О том же скажет и Черчилль: идти на поводу у польских прихотей и фобий — было безответственной авантюрой. «Возможности организации какого бы то ни было сопротивления германской агрессии в Восточной Европе были теперь почти исчерпаны. Венгрия находилась в германском лагере. Польша отшатнулась от чехов и не желала тесного сотрудничества с Румынией. Ни Польша, ни Румыния не желали допустить действия русских против Германии через их территории.
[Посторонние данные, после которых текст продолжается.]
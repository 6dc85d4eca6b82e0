//! Materialization state of one query execution.
//!
//! Shaped entities live in an arena owned by [`MaterializationContext`];
//! values refer to them through [`EntityId`] handles. Navigation fix-up
//! links principals and dependents in both directions.

use std::sync::Arc;

use bson::{Bson, Document};
use indexmap::IndexMap;
use prax_model::Model;
use prax_query::{EntityId, ParameterValues, QueryError, QueryResult, Value};
use serde::de::DeserializeOwned;
use smol_str::SmolStr;
use tracing::trace;

use crate::codec::value_to_bson;

/// State of a navigation on a materialized entity.
#[derive(Debug, Clone, PartialEq, Eq)]
pub enum NavigationValue {
    /// Single related entity, or none.
    Reference(Option<EntityId>),
    /// Related entities in document order.
    Collection(Vec<EntityId>),
    /// Back-reference from an owned entity to its owner.
    Owner(EntityId),
}

/// A materialized entity.
#[derive(Debug, Clone, PartialEq)]
pub struct EntityInstance {
    /// Concrete entity type.
    pub entity_type: SmolStr,
    /// Property values in model order.
    pub properties: IndexMap<SmolStr, Value>,
    /// Loaded navigations.
    pub navigations: IndexMap<SmolStr, NavigationValue>,
}

impl EntityInstance {
    /// Value of a property; null when absent.
    pub fn property(&self, name: &str) -> &Value {
        self.properties.get(name).unwrap_or(&Value::Null)
    }

    /// State of a navigation, if loaded.
    pub fn navigation(&self, name: &str) -> Option<&NavigationValue> {
        self.navigations.get(name)
    }

    /// Related entity of a reference navigation.
    pub fn reference(&self, name: &str) -> Option<EntityId> {
        match self.navigations.get(name)? {
            NavigationValue::Reference(id) => *id,
            NavigationValue::Owner(id) => Some(*id),
            NavigationValue::Collection(_) => None,
        }
    }

    /// Related entities of a collection navigation.
    pub fn collection(&self, name: &str) -> &[EntityId] {
        match self.navigations.get(name) {
            Some(NavigationValue::Collection(ids)) => ids,
            _ => &[],
        }
    }
}

/// Arena of entities shaped during one execution.
#[derive(Debug, Clone)]
pub struct MaterializationContext {
    model: Arc<Model>,
    parameters: ParameterValues,
    entities: Vec<EntityInstance>,
}

impl MaterializationContext {
    /// Create an empty context.
    pub fn new(model: Arc<Model>, parameters: ParameterValues) -> Self {
        Self {
            model,
            parameters,
            entities: vec![],
        }
    }

    /// The model entities are shaped against.
    pub fn model(&self) -> &Model {
        &self.model
    }

    /// Parameter values of the execution.
    pub fn parameters(&self) -> &ParameterValues {
        &self.parameters
    }

    /// Add an entity, returning its handle.
    pub fn add_entity(
        &mut self,
        entity_type: impl Into<SmolStr>,
        properties: IndexMap<SmolStr, Value>,
    ) -> EntityId {
        let id = EntityId(self.entities.len());
        self.entities.push(EntityInstance {
            entity_type: entity_type.into(),
            properties,
            navigations: IndexMap::new(),
        });
        id
    }

    /// Look up an entity.
    pub fn entity(&self, id: EntityId) -> QueryResult<&EntityInstance> {
        self.entities
            .get(id.0)
            .ok_or_else(|| QueryError::internal(format!("unknown entity {}", id)))
    }

    fn entity_mut(&mut self, id: EntityId) -> QueryResult<&mut EntityInstance> {
        self.entities
            .get_mut(id.0)
            .ok_or_else(|| QueryError::internal(format!("unknown entity {}", id)))
    }

    /// All entities in creation order.
    pub fn entities(&self) -> &[EntityInstance] {
        &self.entities
    }

    /// Number of entities.
    pub fn len(&self) -> usize {
        self.entities.len()
    }

    /// Check if no entity has been shaped.
    pub fn is_empty(&self) -> bool {
        self.entities.is_empty()
    }

    /// Attach the shaped value of a navigation to its principal.
    ///
    /// Collections go through [`populate_collection`](Self::populate_collection);
    /// references are set on both sides when the target declares an inverse.
    pub fn fix_up(&mut self, principal: EntityId, navigation: &str, related: &Value) -> QueryResult<()> {
        match related {
            Value::List(items) => self.populate_collection(principal, navigation, items),
            Value::Null => {
                self.entity_mut(principal)?
                    .navigations
                    .insert(SmolStr::new(navigation), NavigationValue::Reference(None));
                Ok(())
            }
            Value::Entity(dependent) => {
                self.entity_mut(principal)?.navigations.insert(
                    SmolStr::new(navigation),
                    NavigationValue::Reference(Some(*dependent)),
                );
                self.set_inverse(principal, navigation, *dependent)
            }
            other => Err(QueryError::internal(format!(
                "navigation `{}` shaped to a {} value",
                navigation,
                other.type_name()
            ))),
        }
    }

    /// Append shaped elements to a collection navigation.
    pub fn populate_collection(
        &mut self,
        principal: EntityId,
        navigation: &str,
        items: &[Value],
    ) -> QueryResult<()> {
        let mut ids = Vec::with_capacity(items.len());
        for item in items {
            match item {
                Value::Entity(id) => ids.push(*id),
                Value::Null => {}
                other => {
                    return Err(QueryError::internal(format!(
                        "collection `{}` holds a {} value",
                        navigation,
                        other.type_name()
                    )));
                }
            }
        }

        trace!(%principal, navigation, count = ids.len(), "Populating collection");
        let entry = self
            .entity_mut(principal)?
            .navigations
            .entry(SmolStr::new(navigation))
            .or_insert_with(|| NavigationValue::Collection(vec![]));
        match entry {
            NavigationValue::Collection(existing) => existing.extend(ids.iter().copied()),
            other => *other = NavigationValue::Collection(ids.clone()),
        }

        for dependent in ids {
            self.set_inverse(principal, navigation, dependent)?;
        }
        Ok(())
    }

    fn set_inverse(&mut self, principal: EntityId, navigation: &str, dependent: EntityId) -> QueryResult<()> {
        let principal_type = self.entity(principal)?.entity_type.clone();
        let dependent_type = self.entity(dependent)?.entity_type.clone();
        let inverse = self
            .model
            .navigations(&dependent_type)
            .into_iter()
            .find(|nav| {
                nav.inverse.as_deref() == Some(navigation)
                    && self.model.hierarchy(&principal_type).any(|ty| ty.name == nav.target)
            })
            .map(|nav| nav.name.clone());

        if let Some(inverse) = inverse {
            self.entity_mut(dependent)?
                .navigations
                .insert(inverse, NavigationValue::Owner(principal));
        }
        Ok(())
    }

    /// Convert a shaped value to BSON.
    ///
    /// Entities become documents keyed by property name with their loaded
    /// navigations nested; owner back-references are skipped.
    pub fn to_bson(&self, value: &Value) -> QueryResult<Bson> {
        match value {
            Value::Entity(id) => self.entity_to_document(*id).map(Bson::Document),
            Value::List(items) => items
                .iter()
                .map(|item| self.to_bson(item))
                .collect::<QueryResult<Vec<_>>>()
                .map(Bson::Array),
            Value::Record { fields, .. } => {
                let mut doc = Document::new();
                for (name, field) in fields {
                    doc.insert(name.as_str(), self.to_bson(field)?);
                }
                Ok(Bson::Document(doc))
            }
            other => value_to_bson(other),
        }
    }

    fn entity_to_document(&self, id: EntityId) -> QueryResult<Document> {
        let entity = self.entity(id)?;
        let mut doc = Document::new();
        for (name, value) in &entity.properties {
            doc.insert(name.as_str(), value_to_bson(value)?);
        }
        for (name, navigation) in &entity.navigations {
            let value = match navigation {
                NavigationValue::Owner(_) => continue,
                NavigationValue::Reference(None) => Bson::Null,
                NavigationValue::Reference(Some(related)) => {
                    Bson::Document(self.entity_to_document(*related)?)
                }
                NavigationValue::Collection(related) => Bson::Array(
                    related
                        .iter()
                        .map(|r| self.entity_to_document(*r).map(Bson::Document))
                        .collect::<QueryResult<_>>()?,
                ),
            };
            doc.insert(name.as_str(), value);
        }
        Ok(doc)
    }
}

/// The result of an execution together with the entities it refers to.
#[derive(Debug, Clone)]
pub struct QueryOutput {
    /// Shaped result: a list for sequences, a single value otherwise.
    pub result: Value,
    /// Arena owning the shaped entities.
    pub context: MaterializationContext,
}

impl QueryOutput {
    /// Deserialize the result into a typed value.
    ///
    /// ```rust,ignore
    /// #[derive(serde::Deserialize)]
    /// struct Movie { #[serde(rename = "Title")] title: String }
    ///
    /// let movies: Vec<Movie> = output.into_typed()?;
    /// ```
    pub fn into_typed<T: DeserializeOwned>(self) -> QueryResult<T> {
        let bson = self.context.to_bson(&self.result)?;
        bson::from_bson(bson).map_err(|e| QueryError::deserialization(e.to_string()))
    }

    /// The entity behind an entity result.
    pub fn entity(&self) -> Option<&EntityInstance> {
        self.result
            .as_entity()
            .and_then(|id| self.context.entity(id).ok())
    }
}
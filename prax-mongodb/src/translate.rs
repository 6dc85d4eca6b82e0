//! Translation of captured queries into aggregation pipelines.
//!
//! [`EfToNativeTranslator`] walks the operators recorded on a
//! [`MongoQueryExpression`] in order and emits one or more stages for each.
//! Runtime parameters are substituted here, so the same captured query can
//! be translated once per execution with different values.
//!
//! Predicates become plain match documents when every comparison is
//! between a stored field and a value; anything else is compiled to an
//! aggregation expression under `$expr`.

use bson::{Bson, Document, doc};
use prax_model::{ID_ELEMENT, Model, ScalarKind};
use prax_query::eval::evaluate;
use prax_query::expr::{
    BinaryOp, EntityProjection, Expr, Method, ObjectArrayProjection, UnaryOp, contains, dotted,
};
use prax_query::projection::{MemberResolution, SCORE_FIELD, member_access, resolve_member};
use prax_query::query_expression::SCALAR_ALIAS;
use prax_query::shaper::shaper_type;
use prax_query::{
    MongoQueryExpression, QueryContext, QueryError, QueryOperation, QueryOperator, QueryResult,
    ResultCardinality, TypeRef, Value, VectorQueryOptions,
};
use smol_str::SmolStr;
use tracing::{debug, trace, warn};

use crate::codec::{Codec, value_to_bson};
use crate::diagnostics::QueryLogger;
use crate::filter::{FilterBuilder, escape_regex};
use crate::pipeline::{Pipeline, accumulators, stages};

/// Prefix of fields holding computed sort keys.
const SORT_KEY_PREFIX: &str = "__sort";

/// The vector index and field a query searches.
#[derive(Debug, Clone, PartialEq, Eq)]
pub struct VectorSearchTarget {
    /// Index used.
    pub index_name: SmolStr,
    /// Dotted element path of the vector field.
    pub path: String,
}

/// A query ready to be sent to the database.
#[derive(Debug, Clone, PartialEq)]
pub struct NativeQuery {
    /// Collection to aggregate.
    pub collection: SmolStr,
    /// Aggregation stages.
    pub pipeline: Vec<Document>,
    /// How each result document is encoded.
    pub element_codec: Codec,
    /// How many results the caller expects.
    pub cardinality: ResultCardinality,
    /// The terminal operator, if any.
    pub result_operator: Option<QueryOperator>,
    /// Set when the pipeline starts with a vector search.
    pub vector_search: Option<VectorSearchTarget>,
}

/// A document location an expression refers to.
#[derive(Debug, Clone)]
enum Reference {
    Field { path: Vec<SmolStr>, codec: Codec },
    Entity(EntityProjection),
    Array(ObjectArrayProjection),
}

impl Reference {
    fn path(&self) -> &[SmolStr] {
        match self {
            Self::Field { path, .. } => path,
            Self::Entity(p) => &p.path,
            Self::Array(p) => &p.path,
        }
    }

    fn codec(&self) -> Codec {
        match self {
            Self::Field { codec, .. } => codec.clone(),
            Self::Entity(p) => Codec::Entity(p.entity_type.clone()),
            Self::Array(p) => Codec::Array(Box::new(Codec::Entity(p.entity_type.clone()))),
        }
    }
}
Ключом к созданию великого союза было достижение взаимопонимания с Россией», — напишет он в своей «Второй мировой войне»[631].
При всех ошибках, допущенных англо-французами, при всей огромной ответственности, которую они возложили на свои плечи, выдав полякам военные гарантии без СССР (или точнее — при всей безответственности, проявленной в те дни англо-французами), ключевая вина за произошедшее лежит на Польше, категорически отказавшейся от какого бы то ни было сотрудничества с Советским Союзом.
Польша не позволяет себя защищать
В апреле 1939-го переговоры о противодействии гитлеровской агрессии в Европе продолжились. Приняв односторонние (без СССР) обязательства защищать Польшу и Румынию, англо-французы сузили поле для маневра в переговорах с Советским Союзом. СССР ни перед кем обязательств не имел, в то же время он осознавал, что в сложившихся обстоятельствах от его позиции многое зависело.
«За границей распространяется убеждение в том, что о помощи Польше, в случае нападения на нее, можно с нами заранее не разговаривать и что мы автоматически будем снабжать Польшу оружием, авиацией и т. п. Я полагал бы необходимым рассеять эти предположения, дав прилагаемое при сем опровержение ТАСС», — писал Сталину Литвинов 3 апреля[632]. На следующий день в газете «Известия» такое опровержение ТАСС было опубликовано, второе подобное за двухнедельный срок (выше мы писали об опровержении ТАСС от 21 марта).